Climate models predict that northern Australia may see slightly increased rainfall in the coming decades. However, the precipitation may be less reliable, and as a result there may be long periods of drought or at the very least a longer dry season each year. In addition, climate change will bring with it higher overall temperatures, as well as continually elevating levels of carbon dioxide (CO_{2}). Preliminary research shows that higher temperatures, higher rainfall, and elevated CO_{2} levels may lead to increased woody plant growth. This in turn would decrease marsupial lawn habitat. However, higher temperatures and a long dry season mean increased fire frequency, which could serve to offset the new woody growth. To further complicate matters, it is possible that the higher levels of evaporation brought on by increased temperatures could compensate for the increased rainfall.
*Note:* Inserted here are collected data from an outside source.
use std::fmt::Display;
use std::sync::Arc;

/// Maximum number of characters retained from a player uuid.
pub const MAX_CLIENT_ID_LEN: usize = 14;

/// Identifier reserved for the controller itself. No client may claim it.
pub const CONTROLLER_ID: &str = "controller";

/// An ID for a Plex "client", the player application that originated a webhook event.
///
/// Derived from the player `uuid` by [`ClientId::normalize`]. Distinct uuids that share the same
/// 14 character prefix map onto the same id.
#[derive(Debug, Clone, Hash, PartialEq, Eq, PartialOrd, Ord)]
pub struct ClientId(Arc<str>);

impl ClientId {
    /// Normalize a player uuid into a [`ClientId`].
    ///
    /// Strips `-` separators, keeps the first [`MAX_CLIENT_ID_LEN`] characters and lowercases
    /// them. Returns `None` when nothing is left.
    pub fn normalize(uuid: &str) -> Option<Self> {
        let id: String = uuid
            .chars()
            .filter(|c| *c != '-')
            .take(MAX_CLIENT_ID_LEN)
            .flat_map(char::to_lowercase)
            .collect();

        (!id.is_empty()).then(|| Self(id.into()))
    }

    /// The id of the controller.
    pub fn controller() -> Self {
        Self(CONTROLLER_ID.into())
    }

    pub fn is_controller(&self) -> bool {
        &*self.0 == CONTROLLER_ID
    }

    /// Returns the underlying string slice.
    pub fn as_str(&self) -> &str {
        &self.0
    }
}

impl Display for ClientId {
    fn fmt(&self, f: &mut std::fmt::Formatter<'_>) -> std::fmt::Result {
        self.0.fmt(f)
    }
}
However, research has not been done to determine whether higher precipitation or higher temperatures will have a greater effect on water availability in the region.

The overall effect of climate change on marsupial lawns, and the greater northern Australia area, is needed to be studied in greater detail. Currently the counteracting and overlapping effects make it difficult to discern the overall impact human induced climate change will have on marsupial lawns.